Figure 4 : Dispositif expérimental. Le disque supérieur est transparent, afin de permettre la visualisation de l'écoulement. Il est solidaire du cylindre extérieur (en bleu). Le disque inférieur, en orange, est distant du disque supérieur d'une hauteur h, entre quelques mm et 3 cm environ. Sur ce shéma le disque inférieur a été décalé vers le bas pour des raisons de lisibilité.

Chaque disque tourne avec sa propre vitesse angulaire, Wh et Wb. On appelle corotation l'écoulement obtenu lorsque les deux disques tournent dans le même sens (Wh et Wb de même signe) ; les instabilités de cet écoulement corotatif sont présentées dans un premier temps. L'écoulement contra-rotatif, lorsque les deux disques tournent en sens opposé, donne lieu à des phénomènes bien plus compliqués, que nous décrirons dans une seconde partie.

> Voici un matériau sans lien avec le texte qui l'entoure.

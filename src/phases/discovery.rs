//! Phase 1: Discovery
//!
//! This is the first phase of composite assembly. It scans the properties of
//! an effective descriptor for fragment declarations and parses each one.
//!
//! ## Process
//!
//! 1.  **Scanning (`execute`)**: every property whose key starts with one of
//!     the configured prefixes declares a fragment. Properties are visited in
//!     lexicographic key order, which is also the order fragments are merged
//!     in. A malformed declaration aborts the whole discovery.
//!
//! 2.  **Cycle Detection (`check_chain`)**: before a fragment is built, its
//!     key is checked against the chain of fragments whose build led to the
//!     current request. A fragment found in its own ancestor chain, or a chain
//!     deeper than the configured bound, is reported as a cycle.

use std::path::Path;

use log::debug;

use super::Declaration;
use crate::coordinate::FragmentReference;
use crate::descriptor::BuildDescriptor;
use crate::error::{Error, Result};

/// Executes Phase 1 of the pipeline.
///
/// Returns the fragment declarations of `descriptor`, with local override
/// paths joined to `base_dir`.
pub fn execute(descriptor: &BuildDescriptor, base_dir: &Path, prefixes: &[String]) -> Result<Vec<Declaration>> {
    let declarations = descriptor
        .fragment_declarations(prefixes)
        .map(|(property, value)| {
            Ok(Declaration {
                property: property.to_string(),
                reference: FragmentReference::parse(value, base_dir)?,
            })
        })
        .collect::<Result<Vec<_>>>()?;

    debug!(
        "Discovered {} fragment declaration(s) in {}",
        declarations.len(),
        descriptor.gav()
    );
    Ok(declarations)
}

/// Check that building `fragment_key` below `chain` does not close a cycle
pub fn check_chain(chain: &[String], fragment_key: &str, max_depth: usize) -> Result<()> {
    let describe = || {
        chain
            .iter()
            .map(String::as_str)
            .chain(std::iter::once(fragment_key))
            .collect::<Vec<_>>()
            .join(" -> ")
    };

    if chain.iter().any(|ancestor| ancestor == fragment_key) {
        return Err(Error::CyclicFragment { chain: describe() });
    }
    if chain.len() >= max_depth {
        return Err(Error::CyclicFragment {
            chain: format!("{} (depth limit of {} exceeded)", describe(), max_depth),
        });
    }
    Ok(())
}
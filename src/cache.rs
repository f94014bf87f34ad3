//! In-process caching of resolved fragments and built descriptors
//!
//! Both engine caches are [`KeyedCache`]s. A value is computed at most once
//! per key: the first thread to ask for a key marks it in flight and computes
//! it outside the lock, and every other thread asking for the same key waits
//! for that computation instead of duplicating the work. A failed
//! computation stores nothing, so the key is computed again on the next
//! request.
//!
//! Waiting threads are tracked in a wait-for graph. A thread about to wait
//! on a key whose computation (directly or through other waiting threads)
//! is itself waiting on this thread gets a [`Error::CyclicFragment`] instead,
//! so a fragment cycle split across parallel builds fails rather than
//! blocking forever.

use std::collections::HashMap;
use std::fmt::Display;
use std::hash::Hash;
use std::sync::{Arc, Condvar, Mutex, MutexGuard};
use std::thread::{self, ThreadId};

use crate::descriptor::BuildDescriptor;
use crate::error::{Error, Result};
use crate::phases::ResolvedArtifact;

/// Cache of resolved fragment artifacts, keyed by `Coordinate::key`
pub type ResolutionCache = KeyedCache<String, ResolvedArtifact>;

/// Cache of fully assembled fragment descriptors, keyed by `Coordinate::key`
pub type BuildCache = KeyedCache<String, Arc<BuildDescriptor>>;

#[derive(Debug)]
struct State<K, V> {
    values: HashMap<K, V>,
    /// Keys being computed, with the thread computing them
    in_flight: HashMap<K, ThreadId>,
    /// Threads blocked on an in-flight key
    waiting: HashMap<ThreadId, K>,
}

/// Append-only cache computing each value at most once
#[derive(Debug)]
pub struct KeyedCache<K, V> {
    state: Mutex<State<K, V>>,
    ready: Condvar,
}

impl<K, V> KeyedCache<K, V>
where
    K: Eq + Hash + Clone + Display,
    V: Clone,
{
    /// Create a new empty cache
    pub fn new() -> Self {
        Self {
            state: Mutex::new(State {
                values: HashMap::new(),
                in_flight: HashMap::new(),
                waiting: HashMap::new(),
            }),
            ready: Condvar::new(),
        }
    }

    /// Get a cached value, or compute and cache it if not present
    ///
    /// Fails with [`Error::CyclicFragment`] when waiting for `key` would
    /// close a cycle of threads waiting on each other, including a thread
    /// asking for a key it is computing itself.
    pub fn get_or_try_insert_with<F>(&self, key: &K, compute: F) -> Result<V>
    where
        F: FnOnce() -> Result<V>,
    {
        let me = thread::current().id();
        let mut state = self.lock_state()?;
        loop {
            if let Some(cached) = state.values.get(key) {
                return Ok(cached.clone());
            }
            if !state.in_flight.contains_key(key) {
                break;
            }
            if let Some(chain) = waiting_cycle(&state, key, me) {
                return Err(Error::CyclicFragment { chain });
            }
            state.waiting.insert(me, key.clone());
            state = self.ready.wait(state).map_err(|_| Error::LockPoisoned {
                context: "cache state".to_string(),
            })?;
            state.waiting.remove(&me);
        }
        state.in_flight.insert(key.clone(), me);
        drop(state);

        let _flight = InFlight { cache: self, key };
        let computed = compute()?;
        self.lock_state()?.values.insert(key.clone(), computed.clone());
        Ok(computed)
    }

    /// Get a computed value without computing it
    pub fn get(&self, key: &K) -> Result<Option<V>> {
        Ok(self.lock_state()?.values.get(key).cloned())
    }

    /// Check if a computed value exists for `key`
    pub fn contains(&self, key: &K) -> Result<bool> {
        Ok(self.lock_state()?.values.contains_key(key))
    }

    /// Get the number of computed values
    pub fn len(&self) -> Result<usize> {
        Ok(self.lock_state()?.values.len())
    }

    /// Check if cache is empty
    pub fn is_empty(&self) -> Result<bool> {
        Ok(self.lock_state()?.values.is_empty())
    }

    fn lock_state(&self) -> Result<MutexGuard<'_, State<K, V>>> {
        self.state.lock().map_err(|_| Error::LockPoisoned {
            context: "cache state".to_string(),
        })
    }
}

/// Follow the wait-for graph from `key`; `Some(chain)` if it leads back to `me`
///
/// The chain starts and ends with the key `me` is computing.
fn waiting_cycle<K, V>(state: &State<K, V>, key: &K, me: ThreadId) -> Option<String>
where
    K: Eq + Hash + Display,
{
    let mut keys = vec![key];
    let mut holder = *state.in_flight.get(key)?;
    // Each thread waits on at most one key, so the walk visits every thread once at most
    for _ in 0..=state.waiting.len() {
        if holder == me {
            let mut chain: Vec<String> = keys.iter().map(|k| k.to_string()).collect();
            let closing = chain[chain.len() - 1].clone();
            chain.insert(0, closing);
            return Some(chain.join(" -> "));
        }
        let next = state.waiting.get(&holder)?;
        keys.push(next);
        holder = *state.in_flight.get(next)?;
    }
    None
}

/// Marks a key in flight until dropped
///
/// Dropping clears the mark and wakes the waiting threads, whether the
/// computation stored a value, failed or panicked.
struct InFlight<'a, K, V>
where
    K: Eq + Hash,
{
    cache: &'a KeyedCache<K, V>,
    key: &'a K,
}

impl<K, V> Drop for InFlight<'_, K, V>
where
    K: Eq + Hash,
{
    fn drop(&mut self) {
        let mut state = self
            .cache
            .state
            .lock()
            .unwrap_or_else(|poisoned| poisoned.into_inner());
        state.in_flight.remove(self.key);
        drop(state);
        self.cache.ready.notify_all();
    }
}

impl<K, V> Default for KeyedCache<K, V>
where
    K: Eq + Hash + Clone + Display,
    V: Clone,
{
    fn default() -> Self {
        Self::new()
    }
}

Instabilités de couche limite

Commençons par observer l'écoulement lorsqu'un seul des deux disques, le disque supérieur, est en rotation (Wh non nul et Wb = 0). Nous nous limitons ici à un espace interdisque faible, de h=7 mm. En augmentant progressivement la vitesse du disque supérieur depuis 0, rien n'apparaît au début : les paillettes réfléchissent la lumière uniformément. L'écoulement est dans ce cas doublement symétrique : il est invariant par rapport à toute rotation (axisymétrie) mais aussi par rapport à toute "translation" dans le temps (stationnarité). Puis, au-delà d'une certaine vitesse, une première instabilité apparaît, sous forme de cercles se propageant de l'extérieur vers l'intérieur. Ces cercles correspondent à des tourbillons annulaires. Dans ce cas, l'écoulement a perdu sa symétrie temporelle (il est instationnaire), mais a conservé sa symétrie circulaire. Si l'on augmente encore la vitesse de rotation, une seconde instabilité apparaît sous la forme d'un motif spiralé, comme le montre la Figure 5. Ce réseau de spirales tourne lui aussi, dans le même sens de rotation que le disque mais à vitesse inférieure. Cette fois-ci, l'axisymétrie est elle aussi brisée. Nous appelons par convention ce motif spirales positives, car elles s'enroulent de l'extérieur vers le centre selon la direction du disque en rotation.


Figure 5 : Spirales positives (à l'extérieur) et cercles (à l'intérieur). On compte ici 37 bras spiraux.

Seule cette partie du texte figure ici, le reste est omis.